Отвечал он сдержанно, неохотно, все время глядя себе под ноги. Я впервые видел его таким сосредоточенно-мрачным и подумал, что у него, наверное, неприятности со сценарием и он не желает о них говорить.
— Давайте зайдем ко мне в номер, — предложил он так же хмуро, как и поздоровался. — Это на прощанье. Не удивляйтесь, что я снова в гостинице. Дело в том, что Довженко уехал, а мне без него в огромной квартире одиноко.
Мы проходили мимо буфетной стойки, за которой скучала продавщица. Бабель остановился.
— Вот что, девушка: налейте нам этого зелья, которое называется «зеленым змием». Говорят, что в некоторых случаях жизни оно полезно. Например, при ранении.

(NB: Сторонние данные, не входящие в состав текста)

use crate::error::{ParseError, Result};

/// Split `line` on `delimiter`, expecting exactly one occurrence.
///
/// The log format uses fixed prefixes, so a duplicate delimiter means a
/// corrupted or unanticipated line. Zero occurrences and repeated occurrences
/// fail with distinct variants rather than silently yielding a wrong field.
pub fn split_once_exact<'a>(line: &'a str, delimiter: &str) -> Result<(&'a str, &'a str)> {
    let Some((left, right)) = line.split_once(delimiter) else {
        return Err(ParseError::DelimiterMissing {
            line: line.to_string(),
            delimiter: delimiter.to_string(),
        });
    };
    if right.contains(delimiter) {
        return Err(ParseError::DelimiterRepeated {
            line: line.to_string(),
            delimiter: delimiter.to_string(),
        });
    }
    Ok((left, right))
}

/// Strip chat framing from a raw log line and return the payload.
///
/// Trims surrounding whitespace first, then requires exactly one occurrence
/// of the chat marker.
pub fn chat_payload<'a>(line: &'a str, marker: &str) -> Result<&'a str> {
    let (_, payload) = split_once_exact(line.trim(), marker)?;
    Ok(payload)
}
use serde::{Deserialize, Serialize};

use crate::config::Markers;

/// Line-index range delimiting one repair event in the log.
///
/// Only closed pairs are constructible: `close` is strictly after `open`.
#[derive(Debug, Clone, Copy, PartialEq, Eq, Serialize)]
pub struct Boundary {
    /// Index of the line carrying the open marker
    pub open: usize,

    /// Index of the line carrying the close marker
    pub close: usize,
}

impl Boundary {
    /// Construct a closed boundary; `None` unless `close > open`.
    #[must_use]
    pub const fn closed(open: usize, close: usize) -> Option<Self> {
        if close > open {
            Some(Self { open, close })
        } else {
            None
        }
    }

    /// Number of lines spanned, both marker lines included
    #[must_use]
    pub const fn span(self) -> usize {
        self.close - self.open + 1
    }
}

/// How a pending open marker pairs with subsequent close markers.
///
/// Production logs have been seen restarting mid-event, so the observed
/// pairing rule lets an open stay armed after matching. The rule is isolated
/// here so it can be swapped without touching the rest of the pipeline.
#[derive(Debug, Clone, Copy, Default, PartialEq, Eq, Serialize, Deserialize)]
pub enum PairingPolicy {
    /// A pending open stays armed after pairing and may match further closes
    #[default]
    ReuseOpen,

    /// A pending open pairs with exactly one close, then disarms
    ClearAfterClose,
}

impl PairingPolicy {
    /// Get human-readable name
    #[must_use]
    pub const fn as_str(self) -> &'static str {
        match self {
            Self::ReuseOpen => "reuse-open",
            Self::ClearAfterClose => "clear-after-close",
        }
    }
}

/// Scan the full line sequence once and emit one boundary per detected event.
///
/// Never fails: malformed pairings surface later, when record decode cannot
/// resolve the fields inside the boundary.
pub fn scan_boundaries<S: AsRef<str>>(
    lines: &[S],
    markers: &Markers,
    policy: PairingPolicy,
) -> Vec<Boundary> {
    let mut boundaries = Vec::new();
    let mut pending: Option<usize> = None;

    for (index, line) in lines.iter().enumerate() {
        let line = line.as_ref();
        if line.contains(&markers.open) {
            pending = Some(index);
        } else if line.contains(&markers.close) {
            if let Some(open) = pending {
                // The close line can never be the pending line itself, so the
                // pair is always closed.
                if let Some(boundary) = Boundary::closed(open, index) {
                    boundaries.push(boundary);
                }
                if policy == PairingPolicy::ClearAfterClose {
                    pending = None;
                }
            }
        }
    }

    boundaries
}
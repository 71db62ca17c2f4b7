use thiserror::Error;

/// Result type for pricing operations
pub type Result<T> = std::result::Result<T, PricingError>;

/// Errors that can occur while loading a price table or pricing a repair
#[derive(Error, Debug)]
pub enum PricingError {
    /// A repair references a material the table does not price
    #[error("{material} is not in the price table")]
    UnknownMaterial { material: String },

    /// The price table file could not be read
    #[error("IO error: {0}")]
    IoError(#[from] std::io::Error),

    /// The price table file is not a valid TOML mapping
    #[error("invalid price table: {0}")]
    InvalidTable(#[from] toml::de::Error),
}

Тут было чему удивиться, от чего насторожиться: я не помнил случая, чтобы он так себя вел.
Мы зашли в комнату, и, не снимая плата и шляпы, он тяжело опустился на стул.
По-видимому, со дня его вселения в комнате не прибирали: постель измята и не застлана, на полу клочья газет, прямо напротив двери — большой полуоткрытый черный чемодан.
— Вот мой уютный уголок, который я, по занятости, не убрал цветами, — невесело усмехнулся Бабель и прижал ногой крышку чемодана, — Знаете, что в этом черном «саркофаге»? Здесь ныне покоится символ тлена — деньги. Да, целая куча денег. Сценарий принят, и мне уплачено сполна. Только одно странно: я не испытываю радости. Я переживал ее в процессе работы, и когда поставил последнюю точку, а стоя у кассы, я испытывал чувство усталости и больше ничего.
Чемодан не подчинялся хозяину, не закрывался, — вещи в него были набросаны как попало, однако общим усилием мы взяли ею на замки и стянули ремнями.
Я выждал все же удобную минуту (она мне показалась удобной) и спросил:
— Что с вами, Бабель?
Он смотрел на меня и не видел.
— Не знаю.
— Может, вы больны?
Он порывался ответить, но передумал и подал мне руку.
— У меня тяжело на сердце. Что это значит? Не знаю. Я сам не знаю себя. Где-то далеко осталась эта картинка: море, песок, солнце, томленый сок вишен на губах.
Так мы простились. Больше я его не видел. В послевоенную пору я узнал, что Бабель умер еще в 1941 году. Его книги живут и долго будут жить: эти правдивые, трепетные куски суровой жизни.